Responders to CLFM overcome the distributive shock and make a transition to the flow phase; however, non-responders stay in the grip of the ebb phase and progress to GIPS, resulting in positive fluid balances, organ failure and death. In this hypothesis, (change in) EVLWI has a prognostic value as a reflection of the extent of capillary leak, rather than as a quantification of lung function impairment by lung water (Cordemans et al. 2012). These recent observations are important to bear in mind when making decisions on fluid management in critically ill patients with IAH. Patients at risk for GIPS, as assessed by CLI, IAP, changes in EVLWI and fluid balance, require restrictive fluid strategies and even fluid removal guided by extended haemodynamic monitoring, including lung water measurements (late goal directed fluid removal). Previously, the application of EVLWI-guided fluid therapy led to improved outcomes and lower positive fluid balances in states of capillary leak (Mitchell et al. 1992). Restrictive fluid management may necessitate a greater use of vasopressor therapy, resuscitation with hyperoncotic solutions (e.g. albumin 20%), and early initiation of diuretics and renal replacement therapy. Within the concept of dual response to shock, it is possible to identify patients with persistent capillary leak that do not reach the flow phase. In this context, GIPS reflects a third hit of shock, which arises after acute injury and MODS. In those patients, superfluous fluid administration results in oedema formation, progression of organ failure and worse outcomes, and may be considered toxic (Table 2). Therefore, as soon as haemodynamics allow, early transition to conservative fluid management and even fluid removal on the basis of EVLWI-guided protocol is mandated (late goal directed fluid removal) (Malbrain and De Laet 2008; Murphy et al. 2009; Cordemans et al. 2012; Cordemans et al. 2012).
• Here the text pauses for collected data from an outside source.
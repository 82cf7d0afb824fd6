use crate::entities::Corridor;

/// Maps a pair of free-text addresses onto a known airport corridor.
/// Implementations must be deterministic and side effect free.
pub trait RouteResolver: Send + Sync {
    fn resolve(&self, pickup: &str, dropoff: &str) -> Option<Corridor>;
}

/// Keyword matcher over lowercased addresses, backed by a list of partner
/// venues whose names do not mention their town.
#[derive(Clone, Copy, Debug, Default)]
pub struct HeuristicRouteResolver;

#[derive(Clone, Copy, Debug, PartialEq, Eq)]
enum Town {
    Canmore,
    Banff,
}

const CANMORE_VENUES: [&str; 20] = [
    "solara",
    "super 8",
    "world mark",
    "worldmark canmore",
    "silvertip resort",
    "malcom hotel",
    "lodges of canmore",
    "wind tower",
    "northwinds",
    "blackstone mountain lodge",
    "rocky mountain ski lodge",
    "pocaterra inn & waterslide",
    "coast canmore hotel & conference centre",
    "chateau canmore",
    "falcon crest lodge",
    "grande rockies resort - bellstar hotels & resorts",
    "stoneridge mountain resort",
    "silver creek lodge",
    "mystic springs chalets",
    "copperstone resort hotel",
];

const BANFF_VENUES: [&str; 4] = [
    "banff boundary lodge",
    "rundle chalet",
    "skyridge 401",
    "banff woods lodge",
];

fn is_airport(value: &str) -> bool {
    value.contains("yyc")
        || value.contains("calgary airport")
        || value.contains("calgary international")
        || value == "airport"
}

fn town_of(value: &str) -> Option<Town> {
    if value.contains("canmore") {
        return Some(Town::Canmore);
    }

    if value.contains("banff") {
        return Some(Town::Banff);
    }

    if CANMORE_VENUES.contains(&value) {
        return Some(Town::Canmore);
    }

    if BANFF_VENUES.contains(&value) {
        return Some(Town::Banff);
    }

    None
}

impl RouteResolver for HeuristicRouteResolver {
    fn resolve(&self, pickup: &str, dropoff: &str) -> Option<Corridor> {
        let pickup = pickup.trim().to_lowercase();
        let dropoff = dropoff.trim().to_lowercase();

        let pickup_airport = is_airport(&pickup);
        let dropoff_airport = is_airport(&dropoff);
        let pickup_town = town_of(&pickup);
        let dropoff_town = town_of(&dropoff);

        if pickup_airport && dropoff_town == Some(Town::Canmore) {
            return Some(Corridor::YycToCanmore);
        }

        if pickup_airport && dropoff_town == Some(Town::Banff) {
            return Some(Corridor::YycToBanff);
        }

        if pickup_town == Some(Town::Canmore) && dropoff_airport {
            return Some(Corridor::CanmoreToYyc);
        }

        if pickup_town == Some(Town::Banff) && dropoff_airport {
            return Some(Corridor::BanffToYyc);
        }

        None
    }
}
pub mod request;
pub mod response;

pub use request::{JsonRpcRequest, ReadResourceParams, RpcId, ToolCallParams};
pub use response::{JsonRpcError, JsonRpcResponse, ToolInfo, ToolResult, ToolResultContent};

/// MCP protocol revision advertised during `initialize`.
pub const PROTOCOL_VERSION: &str = "2024-11-05";

/// Methods with this prefix are notifications; unknown ones are ignored.
pub const NOTIFICATION_PREFIX: &str = "notifications/";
Capillary leak is an inflammatory condition with diverse triggers that results from a common pathway, including ischemia-reperfusion, toxic oxygen metabolite generation, and cell wall and enzyme injury, leading to a loss of capillary endothelial barrier function. In this circumstance, plasma volume expansion to correct hypoperfusion predictably results in extravascular movement of water, electrolytes and proteins. Peripheral tissue oedema, visceral oedema and ascites may be anticipated in proportion to the volume of prescribed resuscitation fluid; thus, a variety of strategies are available to the clinician to reduce the volume of crystalloid resuscitation utilised while restoring macro- and microcirculatory flow. Regardless of the resuscitation strategy, the clinician must maintain a heightened awareness of the dynamic relationship between capillary leak, fluid loading, peripheral oedema, intraabdominal hypertension and abdominal compartment syndrome.